I don’t think anyone’s surprised that Spitzer cheated. Or that he fucked a hooker and tried to do so sans a penis shield. Or that he spent $80,000 cheating with the ho (or hoes).
Geh!
Also predictable: a flurry of editorials blabbing about how human beings, swans and pretty much every other form of life once thought to be capable of monogamy are not b/c science proves it!!
After all, self-control and genuine emotion is for losers!!1! Or wormz
One especially hilarious extended soliloquy in The Los Angeles Times (link above) was titled “Want a man, or a worm?” David P. Barash, an evolutionary biologist (natch) argues that the only living beings capable of self-control are a particular brand of parasitic worm:
“One species that is, and, significantly, perhaps the only one that could be reliably designated as such [monogamous that is], is Diplozöon paradoxum, a parasitic worm that inhabits the intestines of fish. Among these animals, male and female pair up while adolescents; their bodies literally fuse together, whereupon they remain sexually faithful until death does not them part.

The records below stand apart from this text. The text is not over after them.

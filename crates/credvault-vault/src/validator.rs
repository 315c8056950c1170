// SPDX-FileCopyrightText: 2026 Credvault Contributors
// SPDX-License-Identifier: MIT OR Apache-2.0

//! Offline syntactic validation of service ids and secret values.
//!
//! Nothing here touches the network. A value that passes is only
//! well-formed; whether the remote service accepts it is out of scope.

use credvault_core::VaultError;
use serde::Serialize;
use strum::{Display, EnumString};

/// Maximum length of a service id.
const SERVICE_ID_MAX: usize = 64;

/// Family of third-party service a secret belongs to.
#[derive(Debug, Clone, Copy, PartialEq, Eq, Hash, Display, EnumString, Serialize)]
#[strum(serialize_all = "kebab-case")]
#[serde(rename_all = "kebab-case")]
pub enum ServiceClass {
    ImageSearch,
    AiGeneration,
    Generic,
}

impl ServiceClass {
    /// Classify a service id by its prefix.
    pub fn for_service_id(service_id: &str) -> Self {
        if service_id.starts_with("image-search") {
            Self::ImageSearch
        } else if service_id.starts_with("ai-generation") {
            Self::AiGeneration
        } else {
            Self::Generic
        }
    }
}

/// Result of [`validate_format`].
#[derive(Debug, Clone, PartialEq, Eq)]
pub struct FormatVerdict {
    pub valid: bool,
    pub reason: Option<String>,
}

impl FormatVerdict {
    fn ok() -> Self {
        Self {
            valid: true,
            reason: None,
        }
    }

    fn reject(reason: impl Into<String>) -> Self {
        Self {
            valid: false,
            reason: Some(reason.into()),
        }
    }
}

fn is_token_char(c: char) -> bool {
    c.is_ascii_alphanumeric() || c == '_' || c == '-'
}

fn check_length(candidate: &str, min: usize, max: usize) -> Option<FormatVerdict> {
    let len = candidate.chars().count();
    if len < min || len > max {
        return Some(FormatVerdict::reject(format!(
            "length {len} outside allowed range {min}..={max}"
        )));
    }
    None
}

/// Check a candidate secret against the rules of its service class.
pub fn validate_format(class: ServiceClass, candidate: &str) -> FormatVerdict {
    if candidate.trim() != candidate {
        return FormatVerdict::reject("leading or trailing whitespace");
    }

    match class {
        ServiceClass::ImageSearch => {
            if let Some(verdict) = check_length(candidate, 6, 128) {
                return verdict;
            }
            if !candidate.chars().all(is_token_char) {
                return FormatVerdict::reject("only letters, digits, '_' and '-' are allowed");
            }
        }
        ServiceClass::AiGeneration => {
            if !candidate.starts_with("sk-") {
                return FormatVerdict::reject("missing required prefix `sk-`");
            }
            if let Some(verdict) = check_length(candidate, 20, 256) {
                return verdict;
            }
            if !candidate.chars().all(is_token_char) {
                return FormatVerdict::reject("only letters, digits, '_' and '-' are allowed");
            }
        }
        ServiceClass::Generic => {
            if let Some(verdict) = check_length(candidate, 1, 4096) {
                return verdict;
            }
            if candidate
                .chars()
                .any(|c| c.is_whitespace() || c.is_control())
            {
                return FormatVerdict::reject("whitespace and control characters are not allowed");
            }
        }
    }

    FormatVerdict::ok()
}

/// Check a service id against the naming rules.
///
/// Ids are 1 to 64 characters of lowercase ASCII letters, digits, `-`, `_`
/// and `.`, starting with a letter or digit.
pub fn validate_service_id(service_id: &str) -> Result<(), VaultError> {
    let invalid = || VaultError::InvalidServiceId(service_id.to_string());

    let first = service_id.chars().next().ok_or_else(invalid)?;
    if service_id.len() > SERVICE_ID_MAX {
        return Err(invalid());
    }
    if !(first.is_ascii_lowercase() || first.is_ascii_digit()) {
        return Err(invalid());
    }
    let allowed = |c: char| {
        c.is_ascii_lowercase() || c.is_ascii_digit() || c == '-' || c == '_' || c == '.'
    };
    if !service_id.chars().all(allowed) {
        return Err(invalid());
    }
    Ok(())
}
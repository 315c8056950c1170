// SPDX-FileCopyrightText: 2026 Credvault Contributors
// SPDX-License-Identifier: MIT OR Apache-2.0

//! Wall-clock source for lockout and rotation-age policy.

use std::sync::Mutex;

use chrono::{DateTime, Duration, Utc};

/// Source of the current UTC time.
pub trait Clock: Send + Sync {
    fn now(&self) -> DateTime<Utc>;
}

/// The system wall clock.
#[derive(Debug, Clone, Copy, Default)]
pub struct SystemClock;

impl Clock for SystemClock {
    fn now(&self) -> DateTime<Utc> {
        Utc::now()
    }
}

/// A clock that only moves when told to.
///
/// Used by tests and simulations to step through lockout windows and
/// rotation reminders without sleeping.
#[derive(Debug)]
pub struct ManualClock {
    now: Mutex<DateTime<Utc>>,
}

impl ManualClock {
    /// Create a clock frozen at `start`.
    pub fn new(start: DateTime<Utc>) -> Self {
        Self {
            now: Mutex::new(start),
        }
    }

    /// Move the clock forward by `by`.
    pub fn advance(&self, by: Duration) {
        let mut now = self.now.lock().unwrap_or_else(|e| e.into_inner());
        *now += by;
    }

    /// Jump to an absolute instant.
    pub fn set(&self, to: DateTime<Utc>) {
        let mut now = self.now.lock().unwrap_or_else(|e| e.into_inner());
        *now = to;
    }
}

impl Default for ManualClock {
    fn default() -> Self {
        Self::new(Utc::now())
    }
}

impl Clock for ManualClock {
    fn now(&self) -> DateTime<Utc> {
        *self.now.lock().unwrap_or_else(|e| e.into_inner())
    }
}
// SPDX-FileCopyrightText: 2026 Credvault Contributors
// SPDX-License-Identifier: MIT OR Apache-2.0

//! Configuration loader using Figment for layered config merging.
//!
//! Supports XDG hierarchy: `./credvault.toml` > `~/.config/credvault/credvault.toml`
//! > `/etc/credvault/credvault.toml` with environment variable overrides via
//! the `CREDVAULT_` prefix.

#![allow(clippy::result_large_err)] // figment::Error is external and cannot be boxed without wrapper

use std::path::{Path, PathBuf};

use figment::{
    Figment,
    providers::{Env, Format, Serialized, Toml},
};
use tracing::debug;

use crate::model::CredvaultConfig;

/// System-wide configuration file.
pub const SYSTEM_CONFIG_PATH: &str = "/etc/credvault/credvault.toml";

/// Configuration file looked up in the working directory.
pub const LOCAL_CONFIG_FILE: &str = "credvault.toml";

/// Environment variables that share the prefix but are not config keys.
const NON_CONFIG_ENV_KEYS: &[&str] = &["passphrase", "new_passphrase"];

/// Path of the per-user configuration file, if a config dir is known.
pub fn user_config_path() -> Option<PathBuf> {
    dirs::config_dir().map(|d| d.join("credvault").join(LOCAL_CONFIG_FILE))
}

/// Load configuration from the standard XDG hierarchy with env var overrides.
///
/// Merge order (later overrides earlier):
/// 1. Compiled defaults
/// 2. `/etc/credvault/credvault.toml` (system-wide)
/// 3. `~/.config/credvault/credvault.toml` (user XDG config)
/// 4. `./credvault.toml` (local directory)
/// 5. `CREDVAULT_*` environment variables
pub fn load_config() -> Result<CredvaultConfig, figment::Error> {
    build_figment().extract()
}

/// Load configuration from a TOML string only (no XDG lookup, no env).
///
/// Used for testing and explicit configuration.
pub fn load_config_from_str(toml_content: &str) -> Result<CredvaultConfig, figment::Error> {
    Figment::new()
        .merge(Serialized::defaults(CredvaultConfig::default()))
        .merge(Toml::string(toml_content))
        .extract()
}

/// Load configuration from a specific file path with env var overrides.
pub fn load_config_from_path(path: &Path) -> Result<CredvaultConfig, figment::Error> {
    debug!(path = %path.display(), "loading config from explicit path");
    Figment::new()
        .merge(Serialized::defaults(CredvaultConfig::default()))
        .merge(Toml::file(path))
        .merge(env_provider())
        .extract()
}

/// Build the Figment used internally for config loading (exposed for diagnostic use).
///
/// Returns the Figment before extraction so callers can inspect metadata.
pub fn build_figment() -> Figment {
    Figment::new()
        .merge(Serialized::defaults(CredvaultConfig::default()))
        .merge(Toml::file(SYSTEM_CONFIG_PATH))
        .merge(Toml::file(user_config_path().unwrap_or_default()))
        .merge(Toml::file(LOCAL_CONFIG_FILE))
        .merge(env_provider())
}

/// Create the environment variable provider using explicit `map()` for section-to-dot mapping.
///
/// Uses `Env::map()` rather than `Env::split("_")` because key names contain
/// underscores: `CREDVAULT_KDF_MEMORY_COST` must map to `kdf.memory_cost`,
/// not `kdf.memory.cost`.
fn env_provider() -> Env {
    Env::prefixed("CREDVAULT_")
        .ignore(NON_CONFIG_ENV_KEYS)
        .map(|key| {
            // `key` keeps its original case with the prefix stripped:
            // CREDVAULT_LOCKOUT_MAX_FAILED_ATTEMPTS -> "LOCKOUT_MAX_FAILED_ATTEMPTS".
            let mapped = key
                .as_str()
                .to_ascii_lowercase()
                .replacen("logging_", "logging.", 1)
                .replacen("storage_", "storage.", 1)
                .replacen("kdf_", "kdf.", 1)
                .replacen("policy_", "policy.", 1)
                .replacen("lockout_", "lockout.", 1);
            mapped.into()
        })
}
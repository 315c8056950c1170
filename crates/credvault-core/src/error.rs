// SPDX-FileCopyrightText: 2026 Credvault Contributors
// SPDX-License-Identifier: MIT OR Apache-2.0

//! Error types for the credvault workspace.

use chrono::{DateTime, Utc};
use thiserror::Error;

/// The primary error type returned by every vault and storage operation.
///
/// Messages never include passwords, derived keys, or secret values.
#[derive(Debug, Error)]
pub enum VaultError {
    /// Password strength is below the configured threshold.
    #[error("password is too weak (score {score}, at least {required} required)")]
    WeakPassword { score: u8, required: u8 },

    /// The derived key failed canary or record decryption.
    #[error("invalid password")]
    InvalidPassword,

    /// Too many consecutive failed unlock attempts.
    #[error("vault is locked after repeated failed attempts until {until}")]
    Locked { until: DateTime<Utc> },

    /// Authenticated decryption of a stored record failed.
    #[error("failed to decrypt record `{0}` -- corrupted data or stale key")]
    Decryption(String),

    /// No record exists for the requested service id.
    #[error("no secret stored for service `{0}`")]
    NotFound(String),

    /// `initialize` was called on a vault that already exists.
    #[error("vault is already initialized")]
    AlreadyInitialized,

    /// The operation needs a vault and none exists yet.
    #[error("vault is not initialized")]
    NotInitialized,

    /// Record access attempted without an unlocked session.
    #[error("vault is locked -- unlock it first")]
    NotUnlocked,

    /// The service id does not satisfy the naming rules.
    #[error("invalid service id `{0}`")]
    InvalidServiceId(String),

    /// The secret was rejected by local format validation.
    #[error("secret for `{service_id}` rejected: {reason}")]
    InvalidFormat { service_id: String, reason: String },

    /// Storage adapter I/O failure.
    #[error("storage error: {source}")]
    Storage {
        source: Box<dyn std::error::Error + Send + Sync>,
    },

    /// Persisted bytes could not be parsed or have unexpected lengths.
    #[error("corrupted vault data: {0}")]
    Corrupted(String),

    /// RNG, key setup, or KDF parameter failure.
    #[error("cryptographic failure: {0}")]
    Crypto(String),

    /// Configuration or passphrase acquisition failure.
    #[error("configuration error: {0}")]
    Config(String),

    /// Internal or unexpected errors.
    #[error("internal error: {0}")]
    Internal(String),
}

impl VaultError {
    /// Wrap any error as a storage failure.
    pub fn storage(source: impl Into<Box<dyn std::error::Error + Send + Sync>>) -> Self {
        Self::Storage {
            source: source.into(),
        }
    }

    /// Whether the caller can reasonably retry with different input or later.
    pub fn is_recoverable(&self) -> bool {
        matches!(
            self,
            Self::WeakPassword { .. }
                | Self::InvalidPassword
                | Self::Locked { .. }
                | Self::NotFound(_)
                | Self::NotUnlocked
                | Self::InvalidServiceId(_)
                | Self::InvalidFormat { .. }
        )
    }
}

#[cfg(test)]
mod tests {
    use super::*;

    #[test]
    fn policy_errors_are_recoverable() {
        assert!(VaultError::InvalidPassword.is_recoverable());
        assert!(
            VaultError::WeakPassword {
                score: 10,
                required: 60
            }
            .is_recoverable()
        );
        assert!(VaultError::Locked { until: Utc::now() }.is_recoverable());
        assert!(VaultError::NotFound("image-search".into()).is_recoverable());
    }

    #[test]
    fn integrity_errors_are_not_recoverable() {
        assert!(!VaultError::Decryption("image-search".into()).is_recoverable());
        assert!(!VaultError::Corrupted("bad json".into()).is_recoverable());
        assert!(!VaultError::storage("disk full").is_recoverable());
    }

    #[test]
    fn weak_password_message_names_threshold() {
        let err = VaultError::WeakPassword {
            score: 35,
            required: 60,
        };
        assert_eq!(
            err.to_string(),
            "password is too weak (score 35, at least 60 required)"
        );
    }

    #[test]
    fn storage_helper_boxes_source() {
        let err = VaultError::storage(std::io::Error::other("disk gone"));
        assert_eq!(err.to_string(), "storage error: disk gone");
    }
}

One of the most important insights of modern evolutionary biology has been an enhanced understanding of male-female differences, deriving especially from the production of sperm versus eggs. Because sperm are produced in vast numbers, with little if any required parental follow-through, males of most species are aggressive sexual adventurers, inclined to engage in sex with multiple partners when they can. Males who succeed in doing so leave more descendants.”
When you find yourself making the same tired excuses (except worse and less intelligent) that walking greased up brainfart Ethan Hawke made when caught cheating on brainy studette Uma Thurman (and their two kids) it’s time to go back to the drawing board and reconsider your “important insights.”